Using the data beneath this instruction, retype only the lines from the one that contains "removes the entry." down to the one that contains "button and rehydrate", both included, exactly as they appear.
━━━━━━━━━━
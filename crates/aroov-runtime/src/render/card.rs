use aroov_types::DestinationRecord;
use maud::{Markup, html};
use std::collections::BTreeMap;

/// Which page the card is drawn for.
#[derive(Debug, Clone, Copy, PartialEq, Eq)]
pub enum CardVariant {
    /// Catalogue card with share and favourite toggle.
    Explore,
    /// Favourites grid card; the heart removes the entry.
    Favourite,
}

/// Per-card view state, kept beside the record rather than inside it.
#[derive(Debug, Clone, Copy, Default, PartialEq, Eq)]
pub struct CardState {
    pub liked: bool,
    pub removing: bool,
}

impl CardState {
    pub fn liked(liked: bool) -> Self {
        Self {
            liked,
            removing: false,
        }
    }
}

/// Action a card button triggers, as written in its `data-action` attribute.
#[derive(Debug, Clone, Copy, PartialEq, Eq)]
pub enum CardAction {
    Share,
    Favourite,
    Remove,
    Details,
}

impl CardAction {
    pub fn as_str(&self) -> &'static str {
        match self {
            CardAction::Share => "share",
            CardAction::Favourite => "favourite",
            CardAction::Remove => "remove",
            CardAction::Details => "details",
        }
    }

    pub fn parse(value: &str) -> Option<Self> {
        match value {
            "share" => Some(CardAction::Share),
            "favourite" => Some(CardAction::Favourite),
            "remove" => Some(CardAction::Remove),
            "details" => Some(CardAction::Details),
            _ => None,
        }
    }
}

#[derive(Debug, Clone)]
pub struct CardFragment {
    pub element_id: String,
    pub markup: Markup,
}

/// Element id → record lookup for rendered cards.
///
/// Event handlers get the element id from the clicked button and rehydrate
/// the full record here, so nothing is serialized into the markup.
#[derive(Debug, Clone, Default, PartialEq)]
pub struct RecordTable {
    by_element: BTreeMap<String, DestinationRecord>,
}

impl RecordTable {
    pub fn new() -> Self {
        Self::default()
    }

    pub fn insert(&mut self, element_id: impl Into<String>, record: DestinationRecord) {
        self.by_element.insert(element_id.into(), record);
    }

    pub fn rehydrate(&self, element_id: &str) -> Option<&DestinationRecord> {
        self.by_element.get(element_id)
    }

    pub fn remove(&mut self, element_id: &str) -> Option<DestinationRecord> {
        self.by_element.remove(element_id)
    }

    pub fn len(&self) -> usize {
        self.by_element.len()
    }

    pub fn is_empty(&self) -> bool {
        self.by_element.is_empty()
    }
}

#[derive(Debug, Clone)]
pub struct GridFragment {
    pub markup: Markup,
    pub table: RecordTable,
}

#[derive(Debug, Clone)]
pub struct CardRenderer {
    variant: CardVariant,
    placeholder_image: String,
}

impl CardRenderer {
    pub fn new(variant: CardVariant, placeholder_image: impl Into<String>) -> Self {
        Self {
            variant,
            placeholder_image: placeholder_image.into(),
        }
    }

    pub fn variant(&self) -> CardVariant {
        self.variant
    }

    pub fn render(&self, record: &DestinationRecord, state: CardState) -> CardFragment {
        let element_id = record.id.card_element_id();
        let image = record
            .image_url
            .as_deref()
            .unwrap_or(&self.placeholder_image);
        let card_class = if state.removing {
            "card removing"
        } else {
            "card"
        };

        let markup = html! {
            div class=(card_class) id=(element_id) {
                div class="card-image-wrapper" {
                    img src=(image) class="card-img" alt=(record.name);
                    div class="card-overlay" {
                        div class="card-title" { (record.name) }
                        div class="card-location" {
                            span { "📍 " (record.state) " • " (record.kind) }
                        }
                    }
                }
                div class="card-bottom" {
                    div class="card-price" {
                        span class="price-label" { "Estimated Price" }
                        span class="price-value" { (record.price_range().to_string()) }
                    }
                    div class="card-icons" {
                        button class="icon-btn" data-action=(CardAction::Share.as_str()) data-card=(element_id) { "🔗" }
                        (self.heart(&element_id, state))
                    }
                }
                button class="btn-details" data-action=(CardAction::Details.as_str()) data-card=(element_id) {
                    "View Details"
                }
            }
        };

        CardFragment { element_id, markup }
    }

    fn heart(&self, element_id: &str, state: CardState) -> Markup {
        match self.variant {
            CardVariant::Explore => {
                let class = if state.liked {
                    "icon-btn heart-btn liked"
                } else {
                    "icon-btn heart-btn"
                };
                html! {
                    button class=(class) data-action=(CardAction::Favourite.as_str()) data-card=(element_id) { "❤️" }
                }
            }
            CardVariant::Favourite => html! {
                button class="icon-btn heart-btn liked" title="Remove from Favourites"
                    data-action=(CardAction::Remove.as_str()) data-card=(element_id) { "❤️" }
            },
        }
    }

    /// Render cards in order and collect their records for rehydration.
    pub fn render_grid<'a, I>(&self, cards: I) -> GridFragment
    where
        I: IntoIterator<Item = (&'a DestinationRecord, CardState)>,
    {
        let mut table = RecordTable::new();
        let mut fragments = Vec::new();
        for (record, state) in cards {
            let fragment = self.render(record, state);
            table.insert(fragment.element_id.clone(), record.clone());
            fragments.push(fragment.markup);
        }
        GridFragment {
            markup: html! { @for fragment in &fragments { (fragment) } },
            table,
        }
    }
}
━━━━━━━━━━
◆ Expected answer
    /// Favourites grid card; the heart removes the entry.
    Favourite,
}

/// Per-card view state, kept beside the record rather than inside it.
#[derive(Debug, Clone, Copy, Default, PartialEq, Eq)]
pub struct CardState {
    pub liked: bool,
    pub removing: bool,
}

impl CardState {
    pub fn liked(liked: bool) -> Self {
        Self {
            liked,
            removing: false,
        }
    }
}

/// Action a card button triggers, as written in its `data-action` attribute.
#[derive(Debug, Clone, Copy, PartialEq, Eq)]
pub enum CardAction {
    Share,
    Favourite,
    Remove,
    Details,
}

impl CardAction {
    pub fn as_str(&self) -> &'static str {
        match self {
            CardAction::Share => "share",
            CardAction::Favourite => "favourite",
            CardAction::Remove => "remove",
            CardAction::Details => "details",
        }
    }

    pub fn parse(value: &str) -> Option<Self> {
        match value {
            "share" => Some(CardAction::Share),
            "favourite" => Some(CardAction::Favourite),
            "remove" => Some(CardAction::Remove),
            "details" => Some(CardAction::Details),
            _ => None,
        }
    }
}

#[derive(Debug, Clone)]
pub struct CardFragment {
    pub element_id: String,
    pub markup: Markup,
}

/// Element id → record lookup for rendered cards.
///
/// Event handlers get the element id from the clicked button and rehydrate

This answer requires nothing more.